术后第一天,复查CT发现李阿姨右肺复张良好;1周左右,李阿姨顺利出院。
术后第一天CT复查影像
孤立性纤维瘤
孤立性纤维瘤(solitary fibrous tumor,SFT)是一种胸膜常见疾病,最早由 Klemperer和 Rabin报道。肺部巨大的孤立性纤维瘤指肿瘤直径>7cm的肺部孤立性病变,是孤立性纤维瘤病在肺部的特异性改变。
早期肺部SFT常常无典型临床表现,多在体检时的胸片检查里发现。随着肿瘤的不断增大,患者可能出现如胸痛、呼吸困难及咳嗽等相应的压迫症状。部分患者可能出现非胰岛素瘤性低血糖症,即产生胰岛素样生长因子导致低血糖症,随后可能出现继发性肥大性骨关节病,导致杵状指。
临床特点
孤立性纤维瘤多见于成年人,不存在性别差异。
孤立性纤维瘤均发生在肌体的深部软组织,最常见的是胸腔内,其次是大腿、盆腔、后腹膜。尽管孤立性纤维瘤的发生部位主要局限于胸膜,如今,医学界对肺外孤立性纤维瘤也有了一定的认识与了解。

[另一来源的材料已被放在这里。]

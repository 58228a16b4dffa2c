use std::fs;

use anyhow::Result;
use log::debug;

use crate::bookmark::{Bookmark, BookmarkList};
use crate::console::Console;
use crate::name::{invalid_name_message, is_valid_name};
use crate::storage::{BookmarkFile, StoreWriteError};

/// Outcome of one invocation, mapped to the process exit code at the boundary.
#[derive(Debug, Clone, Copy, PartialEq, Eq)]
pub enum Status {
    Success,
    NotFound,
    UsageError,
    StoreWriteFailed,
    Failure,
}

impl Status {
    pub fn exit_code(self) -> u8 {
        match self {
            Self::Success => 0,
            Self::NotFound | Self::Failure => 1,
            Self::UsageError => 2,
            Self::StoreWriteFailed => 3,
        }
    }
}

/// Translate a command result into a status, reporting any error.
pub fn conclude(result: Result<Status>, console: &mut impl Console) -> Status {
    match result {
        Ok(status) => status,
        Err(error) if error.is::<StoreWriteError>() => {
            console.warn(&format!("{error:#}"));
            Status::StoreWriteFailed
        }
        Err(error) => {
            console.warn(&format!("error: {error:#}"));
            Status::Failure
        }
    }
}

fn confirmed(console: &mut impl Console, question: &str) -> Result<bool> {
    Ok(console.ask(question)?.as_deref() == Some("y"))
}

/// Bookmark `current_dir` as `name`, resolving name and directory clashes
/// with the user.
pub fn fold(
    file: &BookmarkFile,
    name: &str,
    current_dir: &str,
    console: &mut impl Console,
) -> Result<Status> {
    if !is_valid_name(name) {
        console.say(&invalid_name_message(name));
        return Ok(Status::UsageError);
    }

    let mut bookmarks = file.load()?;
    let Some(index) =
        bookmarks.position(|bookmark| bookmark.name == name || bookmark.path == current_dir)
    else {
        let bookmark = Bookmark::new(name, current_dir);
        bookmarks.insert_front(bookmark.clone());
        file.save(&bookmarks)?;
        console.say(&format!("Folded bookmark: {bookmark}"));
        return Ok(Status::Success);
    };

    let Some(existing) = bookmarks.get(index).cloned() else {
        return Ok(Status::Failure);
    };

    if existing.name == name && existing.path == current_dir {
        bookmarks.touch(index);
        file.save(&bookmarks)?;
        console.say(&format!("Already bookmarked: {existing}"));
        return Ok(Status::Success);
    }

    // Any later entry sharing the new name or path has to go once the match
    // is updated; say so before asking.
    let displaced: Vec<Bookmark> = bookmarks
        .iter()
        .enumerate()
        .filter(|(position, bookmark)| {
            *position != index && (bookmark.name == name || bookmark.path == current_dir)
        })
        .map(|(_, bookmark)| bookmark.clone())
        .collect();

    let mut question = if existing.name == name {
        format!("This bookmark name already exists:\n   {existing}\n")
    } else {
        format!("This is already bookmarked under another name:\n   {existing}\n")
    };
    if !displaced.is_empty() {
        question.push_str("This will also replace:\n");
        for bookmark in &displaced {
            question.push_str(&format!("   {bookmark}\n"));
        }
    }
    question.push_str(if existing.name == name {
        "Would you like to overwrite it (y/n)? "
    } else {
        "Would you like to change the name (y/n)? "
    });
    if !confirmed(console, &question)? {
        console.say(&format!("Left unchanged: {existing}"));
        return Ok(Status::Success);
    }

    // Displaced entries all sit after the first match, so `index` stays valid.
    let mut position = 0;
    bookmarks.remove_where(|bookmark| {
        let collides = position != index && (bookmark.name == name || bookmark.path == current_dir);
        position += 1;
        collides
    });
    let updated = Bookmark::new(name, current_dir);
    if let Some(bookmark) = bookmarks.get_mut(index) {
        *bookmark = updated.clone();
    }
    bookmarks.touch(index);

    file.save(&bookmarks)?;
    for bookmark in &displaced {
        console.say(&format!("Replaced bookmark: {bookmark}"));
    }
    console.say(&format!("Folded bookmark: {updated}"));
    Ok(Status::Success)
}

/// Remove the bookmark pointing at `current_dir`.
pub fn unfold(file: &BookmarkFile, current_dir: &str, console: &mut impl Console) -> Result<Status> {
    let mut bookmarks = file.load()?;
    let Some(removed) = bookmarks
        .position_by_path(current_dir)
        .and_then(|index| bookmarks.remove(index))
    else {
        console.say("This directory hasn't been bookmarked");
        return Ok(Status::NotFound);
    };

    file.save(&bookmarks)?;
    console.say(&format!("Unfolded bookmark: {removed}"));
    Ok(Status::Success)
}

/// Print the path stored under `name` and promote it to most recent.
pub fn find(file: &BookmarkFile, name: &str, console: &mut impl Console) -> Result<Status> {
    let mut bookmarks = file.load()?;
    let Some(index) = bookmarks.position_by_name(name) else {
        return Ok(Status::NotFound);
    };
    if let Some(bookmark) = bookmarks.get(index) {
        console.say(&bookmark.path);
    }
    if bookmarks.touch(index) {
        file.save(&bookmarks)?;
    }
    Ok(Status::Success)
}

/// Case-insensitive substring search over names and paths.
pub fn like(file: &BookmarkFile, term: Option<&str>, console: &mut impl Console) -> Result<Status> {
    let Some(term) = term.filter(|term| !term.is_empty()) else {
        console.say("like requires a search term: dogear like <term>");
        return Ok(Status::UsageError);
    };

    let needle = term.to_lowercase();
    let bookmarks = file.load()?;
    let mut matched = 0usize;
    for bookmark in bookmarks.iter().filter(|bookmark| {
        bookmark.name.to_lowercase().contains(&needle)
            || bookmark.path.to_lowercase().contains(&needle)
    }) {
        console.say(&bookmark.to_string());
        matched += 1;
    }

    if matched == 0 {
        console.say(&format!("No bookmarks match: {term}"));
        return Ok(Status::NotFound);
    }
    Ok(Status::Success)
}

/// List the `limit` most recently used bookmarks, numbered from 1.
pub fn recent(file: &BookmarkFile, limit: usize, console: &mut impl Console) -> Result<Status> {
    let bookmarks = file.load()?;
    if bookmarks.is_empty() {
        console.say("No bookmarks yet. Run `dogear fold <name>` to bookmark the current directory.");
        return Ok(Status::Success);
    }

    console.say("Recently Used Bookmarks:");
    for (position, bookmark) in bookmarks.iter().take(limit).enumerate() {
        console.say(&format!("{}) {bookmark}", position + 1));
    }
    Ok(Status::Success)
}

/// Walk every bookmark asking whether to delete it. `q` or end of input stops the walk.
pub fn edit(file: &BookmarkFile, console: &mut impl Console) -> Result<Status> {
    let mut bookmarks = file.load()?;
    if bookmarks.is_empty() {
        console.say("No bookmarks to edit");
        return Ok(Status::Success);
    }

    let mut index = 0;
    let mut deleted = 0usize;
    while let Some(bookmark) = bookmarks.get(index) {
        let question = format!("{bookmark}\nDelete this bookmark (y/n/q)? ");
        match console.ask(&question)?.as_deref() {
            Some("y") => {
                if let Some(removed) = bookmarks.remove(index) {
                    console.say(&format!("Deleted: {}", removed.name));
                    deleted += 1;
                }
            }
            Some("q") | None => break,
            Some(_) => index += 1,
        }
    }

    if deleted == 0 {
        console.say("No bookmarks deleted");
        return Ok(Status::Success);
    }
    file.save(&bookmarks)?;
    console.say(&format!("Deleted {deleted} bookmark(s)"));
    Ok(Status::Success)
}

/// Drop bookmarks with invalid names or paths that are no longer directories.
pub fn clean(file: &BookmarkFile, console: &mut impl Console) -> Result<Status> {
    let mut bookmarks = file.load()?;
    let removed = purge_stale(&mut bookmarks);

    file.save(&bookmarks)?;
    for bookmark in &removed {
        console.say(&format!("Removed: {bookmark}"));
    }
    console.say(&format!(
        "Cleaned bookmark list: {} removed, {} kept",
        removed.len(),
        bookmarks.len()
    ));
    Ok(Status::Success)
}

fn purge_stale(bookmarks: &mut BookmarkList) -> Vec<Bookmark> {
    bookmarks.remove_where(|bookmark| !is_valid_name(&bookmark.name) || !is_directory(&bookmark.path))
}

fn is_directory(path: &str) -> bool {
    match fs::metadata(path) {
        Ok(metadata) => metadata.is_dir(),
        Err(error) => {
            debug!("treating {path} as missing: {error}");
            false
        }
    }
}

患者的具体症状与肿瘤部位有关,躯体软组织肿瘤表现为无痛性包块,腹腔病变则与受累器官有关。
怎么治疗
孤立性纤维瘤的最终确诊需要依靠病理学及免疫组化。
1.广泛的手术切除是局部期孤立性纤维瘤患者的首选治疗方案。对于良性病变,孤立性纤维瘤的复发率仅为2%;恶性病变中有50%可以治愈,余者出现复发和转移的概率较大,需要进行持续的随访检查。
2.化疗是晚期孤立性纤维瘤患者的首选治疗方案。参照软组织肉瘤的一线化疗方案,以阿霉素为主的联合治疗最为适合。万一化疗无效,还可以考虑靶向治疗,可以参考软组织肉瘤通用的帕唑帕尼、安罗替尼等;也可以使用有针对性的方案,如贝伐单抗结合替莫唑胺。